El destierro devuelve al hombre a los lindes de su verdadera constitución, le hace reconocer –se trata de una a modo de inesperada iluminación, o de repentina y hasta abrupta anagnórisis– que el signo del hombre es lo perentorio. El exilio obliga –¡qué remedio!– a aceptar que en todo –incluso en uno mismo– subyace un radical relativismo. El destierro lanza al hombre al diálogo atemperado con el otro, a ser palabra entre palabras, a ser simplemente –¡tan poco y a la vez tanto!– hombre, hombre tal esos junquillos que resisten el vendaval para –más pronto o más tarde– ceder, ser a la postre tallo roto que gime y se retuerce.
Tallo roto que gime y se retuerce y que, tal en el largo poema-monumento, «Lo que sobra a la sepultura, muertos desconocidos y españoles vivos de hambre», incluido en Galope de la suerte de Arturo Serrano Plaja, recuerda que la:
inextinguible llamo del recuerdo es herida
que mano inextinguible,
es hambre de justicia y es hambre de pan.

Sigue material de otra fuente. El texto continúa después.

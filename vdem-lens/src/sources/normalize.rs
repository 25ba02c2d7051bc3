//! Turning raw records into [`PanelRow`]s.
//!
//! Per record the entity name is cleaned and passed through the alias
//! table, the year is parsed as an integer and every other mapped column is
//! read as an optional number. A record without an entity or a usable year
//! is dropped; a bad optional cell only makes that field absent.

use once_cell::sync::Lazy;
use regex::Regex;
use std::collections::{HashMap, HashSet};

use super::{ColumnMapping, DropReason, LoadOutcome, LoadReport};
use crate::core::row::{PanelRow, Regime};
use crate::logging::{truncate_field, LogConfig};
use crate::{log_data_op, log_row_drop};

/// A single cell as the source presents it.
#[derive(Debug, Clone, Copy, PartialEq)]
pub enum RawValue<'a> {
    /// The record has no such column.
    Missing,
    Null,
    Text(&'a str),
    Number(f64),
    /// Anything else (booleans, nested values).
    Other,
}

/// Column access over one source record.
pub trait RawRecord {
    fn get(&self, column: &str) -> RawValue<'_>;
}

static WHITESPACE: Lazy<Regex> = Lazy::new(|| {
    #[allow(clippy::expect_used)]
    Regex::new(r"\s+").expect("whitespace pattern is valid")
});

// Keys are stored whitespace-normalized.
static ENTITY_ALIASES: Lazy<HashMap<&'static str, &'static str>> = Lazy::new(|| {
    HashMap::from([
        ("Turkey", "Türkiye"),
        ("Burma/Myanmar", "Myanmar"),
        ("Burma", "Myanmar"),
        ("Swaziland", "Eswatini"),
        ("Macedonia", "North Macedonia"),
        ("United States", "United States of America"),
        ("USA", "United States of America"),
        ("Czech Republic", "Czechia"),
    ])
});

/// Cleans an entity name and resolves aliases so that one country is never
/// split across two keys.
///
/// Returns `None` for a blank name. The flag is `true` when the alias table
/// rewrote the name.
pub fn normalize_entity(raw: &str) -> Option<(String, bool)> {
    let cleaned = WHITESPACE.replace_all(raw.trim(), " ");
    if cleaned.is_empty() {
        return None;
    }
    match ENTITY_ALIASES.get(cleaned.as_ref()) {
        Some(canonical) => Some(((*canonical).to_string(), true)),
        None => Some((cleaned.into_owned(), false)),
    }
}

/// Reads a year from a cell: an integer, or a number with no fractional part.
fn parse_year(value: RawValue<'_>) -> Option<i32> {
    let number = match value {
        RawValue::Number(n) => n,
        RawValue::Text(text) => {
            let text = text.trim();
            if let Ok(year) = text.parse::<i32>() {
                return Some(year);
            }
            text.parse::<f64>().ok()?
        }
        _ => return None,
    };
    if number.is_finite()
        && number.fract() == 0.0
        && number >= f64::from(i32::MIN)
        && number <= f64::from(i32::MAX)
    {
        Some(number as i32)
    } else {
        None
    }
}

/// Outcome of reading an optional numeric cell.
enum Cell {
    Absent,
    Value(f64),
    /// Present but not a usable number.
    Coerced,
}

fn parse_number(value: RawValue<'_>) -> Cell {
    match value {
        RawValue::Missing | RawValue::Null => Cell::Absent,
        RawValue::Number(n) if n.is_finite() => Cell::Value(n),
        RawValue::Number(_) | RawValue::Other => Cell::Coerced,
        RawValue::Text(text) => {
            let text = text.trim();
            if text.is_empty() {
                return Cell::Absent;
            }
            match text.parse::<f64>() {
                Ok(n) if n.is_finite() => Cell::Value(n),
                _ => Cell::Coerced,
            }
        }
    }
}

fn parse_label(value: RawValue<'_>) -> Option<String> {
    match value {
        RawValue::Text(text) => {
            let text = text.trim();
            (!text.is_empty()).then(|| text.to_string())
        }
        RawValue::Number(n) if n.is_finite() && n.fract() == 0.0 => Some(format!("{}", n as i64)),
        RawValue::Number(n) if n.is_finite() => Some(n.to_string()),
        _ => None,
    }
}

/// Streaming normalizer that keeps the load report as it goes.
///
/// # Examples
///
/// ```rust
/// use std::collections::HashMap;
/// use vdem_lens::sources::{ColumnMapping, Normalizer, RawRecord, RawValue};
///
/// struct Cells(HashMap<&'static str, &'static str>);
///
/// impl RawRecord for Cells {
///     fn get(&self, column: &str) -> RawValue<'_> {
///         self.0.get(column).map_or(RawValue::Missing, |v| RawValue::Text(v))
///     }
/// }
///
/// let mapping = ColumnMapping::lite();
/// let mut normalizer = Normalizer::new(&mapping, "inline");
/// normalizer.push(&Cells(HashMap::from([("country", "Turkey"), ("year", "2001")])));
/// normalizer.push(&Cells(HashMap::from([("country", "Chile"), ("year", "n/a")])));
///
/// let outcome = normalizer.finish();
/// assert_eq!(outcome.rows[0].country, "Türkiye");
/// assert_eq!(outcome.report.rows_kept, 1);
/// ```
#[derive(Debug)]
pub struct Normalizer<'m> {
    mapping: &'m ColumnMapping,
    source_name: String,
    log_config: LogConfig,
    seen: HashSet<(String, i32)>,
    rows: Vec<PanelRow>,
    report: LoadReport,
}

impl<'m> Normalizer<'m> {
    pub fn new(mapping: &'m ColumnMapping, source_name: impl Into<String>) -> Self {
        Self {
            mapping,
            source_name: source_name.into(),
            log_config: LogConfig::default(),
            seen: HashSet::new(),
            rows: Vec::new(),
            report: LoadReport::default(),
        }
    }

    pub fn with_log_config(mut self, log_config: LogConfig) -> Self {
        self.log_config = log_config;
        self
    }

    /// Notes mapped optional columns that the source does not carry.
    pub fn set_missing_columns(&mut self, columns: Vec<String>) {
        self.report.missing_columns = columns;
    }

    /// Counts a record that could not even be read as a record.
    pub fn push_malformed(&mut self) {
        self.report.rows_read += 1;
        self.drop_record(DropReason::Malformed, "");
    }

    /// Normalizes one record, keeping it if its entity and year are usable
    /// and the entity-year has not been seen before.
    pub fn push(&mut self, record: &impl RawRecord) {
        self.report.rows_read += 1;
        let mapping = self.mapping;

        let entity = match record.get(&mapping.entity) {
            RawValue::Text(text) => normalize_entity(text),
            _ => None,
        };
        let Some((country, renamed)) = entity else {
            self.drop_record(DropReason::MissingEntity, "");
            return;
        };

        let Some(year) = parse_year(record.get(&mapping.year)) else {
            self.drop_record(DropReason::UnparseableYear, &country);
            return;
        };

        if !self.seen.insert((country.clone(), year)) {
            self.drop_record(DropReason::DuplicateEntityYear, &country);
            return;
        }
        if renamed {
            self.report.entities_renamed += 1;
        }

        let mut row = PanelRow::new(country, year);
        row.polyarchy = self.number(record, mapping.polyarchy.as_deref());
        row.gdp = self.number(record, mapping.gdp.as_deref());
        row.gdppc = self.number(record, mapping.gdppc.as_deref());
        row.population = self
            .number(record, mapping.population.as_deref())
            .and_then(|population| {
                let persons = population * mapping.population_scale;
                if persons.is_finite() && persons >= 0.0 {
                    Some(persons)
                } else {
                    self.report.fields_coerced += 1;
                    None
                }
            });
        row.gdp_growth = self.number(record, mapping.gdp_growth.as_deref());
        row.inflation = self.number(record, mapping.inflation.as_deref());
        row.regime = self
            .number(record, mapping.regime.as_deref())
            .and_then(|code| {
                let regime = Regime::from_code(code);
                if regime.is_none() {
                    self.report.fields_coerced += 1;
                }
                regime
            });
        row.region = mapping
            .region
            .as_deref()
            .and_then(|column| parse_label(record.get(column)));

        self.rows.push(row);
    }

    fn number(&mut self, record: &impl RawRecord, column: Option<&str>) -> Option<f64> {
        match parse_number(record.get(column?)) {
            Cell::Absent => None,
            Cell::Value(value) => Some(value),
            Cell::Coerced => {
                self.report.fields_coerced += 1;
                None
            }
        }
    }

    fn drop_record(&mut self, reason: DropReason, entity: &str) {
        self.report.record_drop(reason);
        log_row_drop!(
            self.log_config,
            source = %self.source_name,
            record = self.report.rows_read,
            entity = %truncate_field(entity, self.log_config.max_field_length),
            reason = ?reason,
            "Dropped record"
        );
    }

    pub fn finish(mut self) -> LoadOutcome {
        self.report.rows_kept = self.rows.len();
        log_data_op!(
            self.log_config,
            source = %self.source_name,
            rows.read = self.report.rows_read,
            rows.kept = self.report.rows_kept,
            rows.dropped = self.report.rows_dropped(),
            entities.renamed = self.report.entities_renamed,
            fields.coerced = self.report.fields_coerced,
            "Normalized records"
        );
        LoadOutcome {
            rows: self.rows,
            report: self.report,
        }
    }
}

#[cfg(test)]
mod tests {
    use super::*;

    struct Cells(Vec<(&'static str, RawValue<'static>)>);

    impl RawRecord for Cells {
        fn get(&self, column: &str) -> RawValue<'_> {
            self.0
                .iter()
                .find(|(name, _)| *name == column)
                .map_or(RawValue::Missing, |(_, value)| *value)
        }
    }

    fn text(pairs: &[(&'static str, &'static str)]) -> Cells {
        Cells(
            pairs
                .iter()
                .map(|&(name, value)| (name, RawValue::Text(value)))
                .collect(),
        )
    }

    #[test]
    fn test_normalize_entity() {
        assert_eq!(
            normalize_entity("  Turkey "),
            Some(("Türkiye".to_string(), true))
        );
        assert_eq!(
            normalize_entity("Burma/Myanmar"),
            Some(("Myanmar".to_string(), true))
        );
        assert_eq!(
            normalize_entity("South\t Africa"),
            Some(("South Africa".to_string(), false))
        );
        assert_eq!(normalize_entity("   "), None);
    }

    #[test]
    fn test_parse_year() {
        assert_eq!(parse_year(RawValue::Text(" 1999 ")), Some(1999));
        assert_eq!(parse_year(RawValue::Text("2001.0")), Some(2001));
        assert_eq!(parse_year(RawValue::Number(2005.0)), Some(2005));
        assert_eq!(parse_year(RawValue::Text("2001.5")), None);
        assert_eq!(parse_year(RawValue::Text("")), None);
        assert_eq!(parse_year(RawValue::Null), None);
    }

    #[test]
    fn test_numbers_become_absent_not_zero() {
        let mapping = ColumnMapping::lite();
        let mut normalizer = Normalizer::new(&mapping, "test");
        normalizer.push(&text(&[
            ("country", "Chile"),
            ("year", "1990"),
            ("polyarchy", "0.61"),
            ("gdppc", ""),
            ("gdpGrowth", "n/a"),
            ("inflation", "inf"),
        ]));
        let outcome = normalizer.finish();

        let row = &outcome.rows[0];
        assert_eq!(row.polyarchy, Some(0.61));
        assert_eq!(row.gdppc, None);
        assert_eq!(row.gdp_growth, None);
        assert_eq!(row.inflation, None);
        assert_eq!(outcome.report.fields_coerced, 2);
    }

    #[test]
    fn test_population_scaled_and_regime_checked() {
        let mapping = ColumnMapping::vdem();
        let mut normalizer = Normalizer::new(&mapping, "test");
        normalizer.push(&Cells(vec![
            ("country_name", RawValue::Text("India")),
            ("year", RawValue::Number(2014.0)),
            ("e_pop", RawValue::Number(1_300.5)),
            ("v2x_regime", RawValue::Number(2.0)),
            ("e_regionpol_6C", RawValue::Number(6.0)),
        ]));
        normalizer.push(&Cells(vec![
            ("country_name", RawValue::Text("Chile")),
            ("year", RawValue::Number(2014.0)),
            ("v2x_regime", RawValue::Number(7.0)),
            ("e_gdp", RawValue::Other),
        ]));
        let outcome = normalizer.finish();

        assert_eq!(outcome.rows[0].population, Some(1_300_500_000.0));
        assert_eq!(outcome.rows[0].regime, Some(Regime::ElectoralDemocracy));
        assert_eq!(outcome.rows[0].region.as_deref(), Some("6"));
        assert_eq!(outcome.rows[1].regime, None);
        assert_eq!(outcome.rows[1].gdp, None);
        assert_eq!(outcome.report.fields_coerced, 2);
    }

    #[test]
    fn test_negative_population_is_coerced_to_absent() {
        let mapping = ColumnMapping::lite();
        let mut normalizer = Normalizer::new(&mapping, "test");
        normalizer.push(&Cells(vec![
            ("country", RawValue::Text("B")),
            ("year", RawValue::Number(2000.0)),
            ("population", RawValue::Number(-3.0)),
        ]));
        normalizer.push(&Cells(vec![
            ("country", RawValue::Text("Z")),
            ("year", RawValue::Number(2000.0)),
            ("population", RawValue::Number(0.0)),
        ]));
        let outcome = normalizer.finish();

        assert_eq!(outcome.rows.len(), 2);
        assert_eq!(outcome.rows[0].population, None);
        assert_eq!(outcome.rows[1].population, Some(0.0));
        assert_eq!(outcome.report.fields_coerced, 1);
    }

    #[test]
    fn test_drops_are_counted_by_reason() {
        let mapping = ColumnMapping::lite();
        let mut normalizer = Normalizer::new(&mapping, "test").with_log_config(LogConfig::verbose());
        normalizer.push(&text(&[("country", "Turkey"), ("year", "2000")]));
        normalizer.push(&text(&[("country", "Türkiye"), ("year", "2000")]));
        normalizer.push(&text(&[("country", ""), ("year", "2000")]));
        normalizer.push(&text(&[("country", "Chile"), ("year", "year")]));
        normalizer.push(&text(&[("year", "2000")]));
        normalizer.push_malformed();
        let outcome = normalizer.finish();

        let report = &outcome.report;
        assert_eq!(report.rows_read, 6);
        assert_eq!(report.rows_kept, 1);
        assert_eq!(report.entities_renamed, 1);
        assert_eq!(report.dropped_for(DropReason::DuplicateEntityYear), 1);
        assert_eq!(report.dropped_for(DropReason::MissingEntity), 2);
        assert_eq!(report.dropped_for(DropReason::UnparseableYear), 1);
        assert_eq!(report.dropped_for(DropReason::Malformed), 1);
        assert_eq!(outcome.rows[0].country, "Türkiye");
    }
}
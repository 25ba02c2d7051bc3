//! Five-number box summaries.

use serde::{Deserialize, Serialize};

use super::quantile::{quantile_sorted, sorted_finite};

/// Box-and-whisker summary of a sample.
///
/// Whiskers follow Tukey: the lower whisker is the smallest observation at
/// or above `q1 - 1.5 * IQR` and the upper whisker the largest at or below
/// `q3 + 1.5 * IQR`. Observations beyond the whiskers are listed as outliers.
#[derive(Debug, Clone, PartialEq, Serialize, Deserialize)]
#[serde(rename_all = "camelCase")]
pub struct BoxSummary {
    pub q1: f64,
    pub median: f64,
    pub q3: f64,
    pub lower_whisker: f64,
    pub upper_whisker: f64,
    pub min: f64,
    pub max: f64,
    pub count: usize,
    pub outliers: Vec<f64>,
}

impl BoxSummary {
    /// Summarizes the finite values of `sample`. `None` when there are none.
    ///
    /// # Examples
    ///
    /// ```rust
    /// use vdem_lens::analyzers::BoxSummary;
    ///
    /// let summary = BoxSummary::from_sample(&[1.0, 2.0, 3.0, 4.0, 100.0]).unwrap();
    /// assert_eq!(summary.median, 3.0);
    /// assert_eq!(summary.upper_whisker, 4.0);
    /// assert_eq!(summary.outliers, vec![100.0]);
    /// ```
    pub fn from_sample(sample: &[f64]) -> Option<Self> {
        let sorted = sorted_finite(sample);
        let q1 = quantile_sorted(&sorted, 0.25)?;
        let median = quantile_sorted(&sorted, 0.5)?;
        let q3 = quantile_sorted(&sorted, 0.75)?;

        let iqr = q3 - q1;
        let low_fence = q1 - 1.5 * iqr;
        let high_fence = q3 + 1.5 * iqr;

        // q1 and q3 lie inside the fences, so both searches find a value
        let lower_whisker = sorted.iter().copied().find(|&v| v >= low_fence)?;
        let upper_whisker = sorted.iter().rev().copied().find(|&v| v <= high_fence)?;
        let outliers = sorted
            .iter()
            .copied()
            .filter(|&v| v < lower_whisker || v > upper_whisker)
            .collect();

        Some(Self {
            q1,
            median,
            q3,
            lower_whisker,
            upper_whisker,
            min: sorted[0],
            max: sorted[sorted.len() - 1],
            count: sorted.len(),
            outliers,
        })
    }

    pub fn iqr(&self) -> f64 {
        self.q3 - self.q1
    }
}

#[cfg(test)]
mod tests {
    use super::*;

    #[test]
    fn test_box_summary_quartiles() {
        let sample: Vec<f64> = (1..=9).map(f64::from).collect();
        let summary = BoxSummary::from_sample(&sample).unwrap();
        assert_eq!(summary.q1, 3.0);
        assert_eq!(summary.median, 5.0);
        assert_eq!(summary.q3, 7.0);
        assert_eq!(summary.iqr(), 4.0);
        assert_eq!(summary.lower_whisker, 1.0);
        assert_eq!(summary.upper_whisker, 9.0);
        assert!(summary.outliers.is_empty());
        assert_eq!(summary.count, 9);
    }

    #[test]
    fn test_box_summary_outliers_on_both_sides() {
        let sample = [-50.0, 1.0, 2.0, 3.0, 4.0, 5.0, 60.0];
        let summary = BoxSummary::from_sample(&sample).unwrap();
        assert_eq!(summary.lower_whisker, 1.0);
        assert_eq!(summary.upper_whisker, 5.0);
        assert_eq!(summary.outliers, vec![-50.0, 60.0]);
        assert_eq!(summary.min, -50.0);
        assert_eq!(summary.max, 60.0);
    }

    #[test]
    fn test_box_summary_degenerate_samples() {
        assert_eq!(BoxSummary::from_sample(&[]), None);
        assert_eq!(BoxSummary::from_sample(&[f64::NAN]), None);

        let single = BoxSummary::from_sample(&[2.0]).unwrap();
        assert_eq!(single.q1, 2.0);
        assert_eq!(single.upper_whisker, 2.0);
        assert_eq!(single.count, 1);
    }
}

Tallo roto que gime y se retuerce. Que gime y se retuerce tal un detritus que nunca del todo se desvanece, nunca es ya solamente olvido.
Hayden White, en El valor de la narrativa en la representación de la realidad, saca a colación que Hegel planteaba, en Lecciones sobre filosofía de la historia, que ni la «historicidad» ni la «narratividad» son posibles, que ni una ni otra –por otra parte, tan emparentadas, pues las anima por igual el mismo propósito de configurar en discurso oral escrito la experiencia humana– son posibles, sin la noción de «sujeto legal», sujeto al que corresponde ser medio y tema de la narrativa histórica. Hecha esa relación entre legalidad, historicidad y narratividad, no ha de sorprender –continúa diciendo Hayde White– la frecuencia con la que la narratividad, bien ficticia o real, presupone la existencia de un sistema legal contra o a favor del cual se pudiera escribir, narrar.
El individuo, convertido en ciudadano de pleno derecho, recupera a través de la palabra, de su recuento de los hechos, la condición de sujeto.
Esa condición recuperada de sujeto, en los términos expuestos por Hayden White devuelve a la Historia a los predios de la realidad real, requisito indispensable para que aflore el discurso –valga la redundancia– de lo real. Discurso que acaba convirtiéndose él mismo en objeto de deseo en la medida en que hace deseable lo real. Para lo cual ha de presentarse lo real con la coherencia formal de los acontecimientos históricos. De este modo, el «peso de la significación» de los acontecimientos contados se «proyecta» a un futuro que va algo más allá del inmediato presente, un futuro cargado de juicio moral.